§ Work required: What lines of the data below hold the string "amount"? Copy each one out.

§ Data records:
________

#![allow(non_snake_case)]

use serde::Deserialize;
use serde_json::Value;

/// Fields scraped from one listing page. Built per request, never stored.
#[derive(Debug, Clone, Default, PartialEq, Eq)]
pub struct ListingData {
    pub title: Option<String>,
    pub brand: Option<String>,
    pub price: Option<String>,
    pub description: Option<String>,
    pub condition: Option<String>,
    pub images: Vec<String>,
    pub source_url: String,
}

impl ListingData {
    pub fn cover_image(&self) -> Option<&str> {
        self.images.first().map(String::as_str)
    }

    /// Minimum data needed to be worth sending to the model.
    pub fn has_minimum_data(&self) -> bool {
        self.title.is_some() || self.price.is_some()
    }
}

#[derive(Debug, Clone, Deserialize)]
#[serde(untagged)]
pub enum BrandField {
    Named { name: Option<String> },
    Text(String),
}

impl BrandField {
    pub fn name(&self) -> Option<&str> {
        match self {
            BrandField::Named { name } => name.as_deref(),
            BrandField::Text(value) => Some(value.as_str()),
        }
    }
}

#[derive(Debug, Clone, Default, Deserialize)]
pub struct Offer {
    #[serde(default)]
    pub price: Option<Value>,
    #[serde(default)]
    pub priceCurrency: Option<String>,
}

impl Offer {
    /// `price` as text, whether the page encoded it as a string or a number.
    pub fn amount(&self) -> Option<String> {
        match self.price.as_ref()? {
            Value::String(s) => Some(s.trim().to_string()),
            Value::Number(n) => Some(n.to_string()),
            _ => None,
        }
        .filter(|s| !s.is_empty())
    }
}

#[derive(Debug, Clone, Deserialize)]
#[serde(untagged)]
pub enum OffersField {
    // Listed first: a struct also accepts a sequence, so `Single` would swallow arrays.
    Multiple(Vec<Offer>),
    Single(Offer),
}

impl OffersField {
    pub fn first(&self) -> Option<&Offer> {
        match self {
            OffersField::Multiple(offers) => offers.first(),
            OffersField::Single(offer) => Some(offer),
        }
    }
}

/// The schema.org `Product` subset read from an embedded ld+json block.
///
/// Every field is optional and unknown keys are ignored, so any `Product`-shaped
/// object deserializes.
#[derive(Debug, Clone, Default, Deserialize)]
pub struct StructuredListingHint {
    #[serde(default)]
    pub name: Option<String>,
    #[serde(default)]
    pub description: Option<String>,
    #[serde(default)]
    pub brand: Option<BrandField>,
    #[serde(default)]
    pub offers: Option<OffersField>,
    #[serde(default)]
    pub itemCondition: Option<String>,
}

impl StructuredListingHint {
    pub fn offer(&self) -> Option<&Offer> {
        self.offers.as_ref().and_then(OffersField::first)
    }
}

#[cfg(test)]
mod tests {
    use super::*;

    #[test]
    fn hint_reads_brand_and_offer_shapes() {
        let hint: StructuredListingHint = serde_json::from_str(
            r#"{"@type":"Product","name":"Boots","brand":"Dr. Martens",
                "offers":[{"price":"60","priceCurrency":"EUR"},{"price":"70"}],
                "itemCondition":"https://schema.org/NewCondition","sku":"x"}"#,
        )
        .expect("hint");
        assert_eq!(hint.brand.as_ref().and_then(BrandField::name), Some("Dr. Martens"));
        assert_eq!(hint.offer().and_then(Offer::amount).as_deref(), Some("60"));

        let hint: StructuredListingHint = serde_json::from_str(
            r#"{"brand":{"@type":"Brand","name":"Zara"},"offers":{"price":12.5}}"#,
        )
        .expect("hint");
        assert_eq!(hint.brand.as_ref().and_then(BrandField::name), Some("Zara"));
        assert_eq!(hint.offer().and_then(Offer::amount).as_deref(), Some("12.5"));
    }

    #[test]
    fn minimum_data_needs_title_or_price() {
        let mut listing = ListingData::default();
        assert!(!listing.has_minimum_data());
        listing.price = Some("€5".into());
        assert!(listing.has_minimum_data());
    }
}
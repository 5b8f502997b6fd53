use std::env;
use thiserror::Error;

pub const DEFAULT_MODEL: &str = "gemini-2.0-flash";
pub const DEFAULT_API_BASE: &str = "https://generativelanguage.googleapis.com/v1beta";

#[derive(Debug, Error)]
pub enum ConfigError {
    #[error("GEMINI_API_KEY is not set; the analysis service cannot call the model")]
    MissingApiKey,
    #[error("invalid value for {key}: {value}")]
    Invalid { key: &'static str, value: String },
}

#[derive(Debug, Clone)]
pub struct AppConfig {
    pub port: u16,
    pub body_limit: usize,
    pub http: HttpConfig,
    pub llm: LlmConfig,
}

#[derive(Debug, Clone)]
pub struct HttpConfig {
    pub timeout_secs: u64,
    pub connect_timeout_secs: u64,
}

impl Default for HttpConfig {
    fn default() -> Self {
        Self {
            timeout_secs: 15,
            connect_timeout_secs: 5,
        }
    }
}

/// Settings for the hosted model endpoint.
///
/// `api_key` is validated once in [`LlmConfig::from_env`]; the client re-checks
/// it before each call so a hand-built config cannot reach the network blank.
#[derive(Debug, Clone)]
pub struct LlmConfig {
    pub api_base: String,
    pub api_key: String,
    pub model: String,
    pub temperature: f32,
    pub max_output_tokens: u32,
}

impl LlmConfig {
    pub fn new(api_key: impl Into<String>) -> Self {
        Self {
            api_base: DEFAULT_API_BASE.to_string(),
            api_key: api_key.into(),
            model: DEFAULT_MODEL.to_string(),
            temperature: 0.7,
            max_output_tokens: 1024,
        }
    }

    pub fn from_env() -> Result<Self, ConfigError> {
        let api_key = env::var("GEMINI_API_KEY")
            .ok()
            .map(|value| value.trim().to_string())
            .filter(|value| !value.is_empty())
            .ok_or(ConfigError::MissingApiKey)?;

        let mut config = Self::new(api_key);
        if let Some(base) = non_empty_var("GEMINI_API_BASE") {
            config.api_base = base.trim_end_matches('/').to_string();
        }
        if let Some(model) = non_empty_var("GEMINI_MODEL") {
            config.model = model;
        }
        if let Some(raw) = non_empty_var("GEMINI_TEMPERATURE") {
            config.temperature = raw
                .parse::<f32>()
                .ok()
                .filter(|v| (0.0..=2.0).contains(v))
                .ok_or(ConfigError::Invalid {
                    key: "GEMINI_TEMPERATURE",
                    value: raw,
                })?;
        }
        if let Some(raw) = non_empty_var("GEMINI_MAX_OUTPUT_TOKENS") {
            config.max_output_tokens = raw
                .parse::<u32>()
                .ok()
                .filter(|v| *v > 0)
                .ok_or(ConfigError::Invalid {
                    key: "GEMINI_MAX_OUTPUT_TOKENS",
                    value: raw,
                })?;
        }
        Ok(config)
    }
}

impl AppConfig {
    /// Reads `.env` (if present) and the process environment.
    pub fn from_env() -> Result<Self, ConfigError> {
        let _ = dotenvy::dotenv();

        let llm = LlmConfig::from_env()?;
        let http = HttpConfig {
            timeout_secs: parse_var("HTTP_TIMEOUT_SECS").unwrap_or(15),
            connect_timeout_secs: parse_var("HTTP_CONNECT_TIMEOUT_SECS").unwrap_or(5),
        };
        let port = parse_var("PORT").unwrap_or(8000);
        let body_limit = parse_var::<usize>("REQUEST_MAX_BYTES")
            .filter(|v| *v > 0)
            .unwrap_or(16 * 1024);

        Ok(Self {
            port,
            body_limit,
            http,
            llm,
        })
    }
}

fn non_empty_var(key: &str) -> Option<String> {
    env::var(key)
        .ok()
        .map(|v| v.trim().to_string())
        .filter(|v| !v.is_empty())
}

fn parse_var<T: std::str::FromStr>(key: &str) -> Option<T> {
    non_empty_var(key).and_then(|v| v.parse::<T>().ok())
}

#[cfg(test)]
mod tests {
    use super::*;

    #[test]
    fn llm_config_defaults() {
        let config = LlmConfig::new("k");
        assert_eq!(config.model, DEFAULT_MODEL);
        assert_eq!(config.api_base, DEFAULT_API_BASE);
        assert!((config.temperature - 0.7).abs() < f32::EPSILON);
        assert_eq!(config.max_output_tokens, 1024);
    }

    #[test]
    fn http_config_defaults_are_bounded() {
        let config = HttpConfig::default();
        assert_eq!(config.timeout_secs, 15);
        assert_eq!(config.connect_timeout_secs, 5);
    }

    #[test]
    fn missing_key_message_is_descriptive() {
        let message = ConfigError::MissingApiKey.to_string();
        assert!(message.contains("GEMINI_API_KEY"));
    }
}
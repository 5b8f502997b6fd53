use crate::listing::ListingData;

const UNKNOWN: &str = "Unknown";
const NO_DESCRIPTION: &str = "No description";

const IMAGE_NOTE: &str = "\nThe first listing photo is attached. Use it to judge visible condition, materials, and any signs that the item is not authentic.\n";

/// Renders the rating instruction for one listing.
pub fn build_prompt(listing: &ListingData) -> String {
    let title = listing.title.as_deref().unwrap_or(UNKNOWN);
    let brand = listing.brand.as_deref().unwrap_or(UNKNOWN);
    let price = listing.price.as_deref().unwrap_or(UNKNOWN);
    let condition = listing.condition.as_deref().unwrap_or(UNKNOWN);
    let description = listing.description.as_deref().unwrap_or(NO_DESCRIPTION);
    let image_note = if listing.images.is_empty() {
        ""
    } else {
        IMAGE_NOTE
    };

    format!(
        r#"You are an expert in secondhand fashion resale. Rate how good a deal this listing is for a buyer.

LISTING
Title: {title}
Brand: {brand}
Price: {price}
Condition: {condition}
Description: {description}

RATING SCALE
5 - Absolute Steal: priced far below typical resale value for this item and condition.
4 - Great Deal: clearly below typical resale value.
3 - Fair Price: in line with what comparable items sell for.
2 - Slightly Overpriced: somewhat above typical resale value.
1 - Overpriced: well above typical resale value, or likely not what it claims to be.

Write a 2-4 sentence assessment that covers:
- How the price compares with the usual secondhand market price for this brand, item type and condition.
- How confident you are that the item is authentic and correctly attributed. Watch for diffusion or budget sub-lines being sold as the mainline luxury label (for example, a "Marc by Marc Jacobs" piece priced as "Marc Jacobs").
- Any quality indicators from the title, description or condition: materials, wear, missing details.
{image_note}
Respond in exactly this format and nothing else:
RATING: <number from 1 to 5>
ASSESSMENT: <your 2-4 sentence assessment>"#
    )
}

________

§ Your response:
    pub fn amount(&self) -> Option<String> {
        assert_eq!(hint.offer().and_then(Offer::amount).as_deref(), Some("60"));
        assert_eq!(hint.offer().and_then(Offer::amount).as_deref(), Some("12.5"));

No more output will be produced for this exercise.